Source data:
'''
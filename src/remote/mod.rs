//! Remote org chart fetching
//!
//! The fetch boundary: a request names a start organization and a depth bound, both
//! zero-padded to the fixed widths the remote endpoint expects, and yields the raw
//! nested document.

pub mod http;

use crate::error::{ApiError, TransportError};
use async_trait::async_trait;
use std::fmt;

pub use http::HttpTreeFetcher;

const ORG_ID_WIDTH: usize = 5;
const MAX_DEPTH_WIDTH: usize = 4;

fn pad_digits(value: &str, width: usize, what: &str) -> Result<String, ApiError> {
    let value = value.trim();
    if value.is_empty() || !value.bytes().all(|b| b.is_ascii_digit()) {
        return Err(ApiError::InvalidArgument(format!(
            "{} must be numeric, got '{}'",
            what, value
        )));
    }
    if value.len() > width {
        return Err(ApiError::InvalidArgument(format!(
            "{} must fit in {} digits, got '{}'",
            what, width, value
        )));
    }
    Ok(format!("{:0>width$}", value, width = width))
}

/// Org chart request with ids already padded for the endpoint
#[derive(Debug, Clone, PartialEq, Eq)]
pub struct FetchRequest {
    org_id: String,
    max_depth: String,
}

impl FetchRequest {
    /// Build a request, padding `org_id` to 5 and `max_depth` to 4 digits.
    pub fn new(org_id: &str, max_depth: &str) -> Result<Self, ApiError> {
        Ok(Self {
            org_id: pad_digits(org_id, ORG_ID_WIDTH, "Organization id")?,
            max_depth: pad_digits(max_depth, MAX_DEPTH_WIDTH, "Max depth")?,
        })
    }

    pub fn org_id(&self) -> &str {
        &self.org_id
    }

    pub fn max_depth(&self) -> &str {
        &self.max_depth
    }
}

impl fmt::Display for FetchRequest {
    fn fmt(&self, f: &mut fmt::Formatter<'_>) -> fmt::Result {
        write!(f, "{}/{}", self.org_id, self.max_depth)
    }
}

/// Source of raw org chart documents
#[async_trait]
pub trait RemoteTreeFetcher: Send + Sync {
    async fn fetch(&self, request: &FetchRequest) -> Result<String, TransportError>;
}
'''
▸ Problem details
Write out the line containing "pub use http::HttpTreeFetcher;" and every line after it through the end of the entries. Keep each one exactly as it is, and add nothing.

▸ Task answer
pub use http::HttpTreeFetcher;

const ORG_ID_WIDTH: usize = 5;
const MAX_DEPTH_WIDTH: usize = 4;

fn pad_digits(value: &str, width: usize, what: &str) -> Result<String, ApiError> {
    let value = value.trim();
    if value.is_empty() || !value.bytes().all(|b| b.is_ascii_digit()) {
        return Err(ApiError::InvalidArgument(format!(
            "{} must be numeric, got '{}'",
            what, value
        )));
    }
    if value.len() > width {
        return Err(ApiError::InvalidArgument(format!(
            "{} must fit in {} digits, got '{}'",
            what, width, value
        )));
    }
    Ok(format!("{:0>width$}", value, width = width))
}

/// Org chart request with ids already padded for the endpoint
#[derive(Debug, Clone, PartialEq, Eq)]
pub struct FetchRequest {
    org_id: String,
    max_depth: String,
}

impl FetchRequest {
    /// Build a request, padding `org_id` to 5 and `max_depth` to 4 digits.
    pub fn new(org_id: &str, max_depth: &str) -> Result<Self, ApiError> {
        Ok(Self {
            org_id: pad_digits(org_id, ORG_ID_WIDTH, "Organization id")?,
            max_depth: pad_digits(max_depth, MAX_DEPTH_WIDTH, "Max depth")?,
        })
    }

    pub fn org_id(&self) -> &str {
        &self.org_id
    }

    pub fn max_depth(&self) -> &str {
        &self.max_depth
    }
}

impl fmt::Display for FetchRequest {
    fn fmt(&self, f: &mut fmt::Formatter<'_>) -> fmt::Result {
        write!(f, "{}/{}", self.org_id, self.max_depth)
    }
}

/// Source of raw org chart documents
#[async_trait]
pub trait RemoteTreeFetcher: Send + Sync {
    async fn fetch(&self, request: &FetchRequest) -> Result<String, TransportError>;
}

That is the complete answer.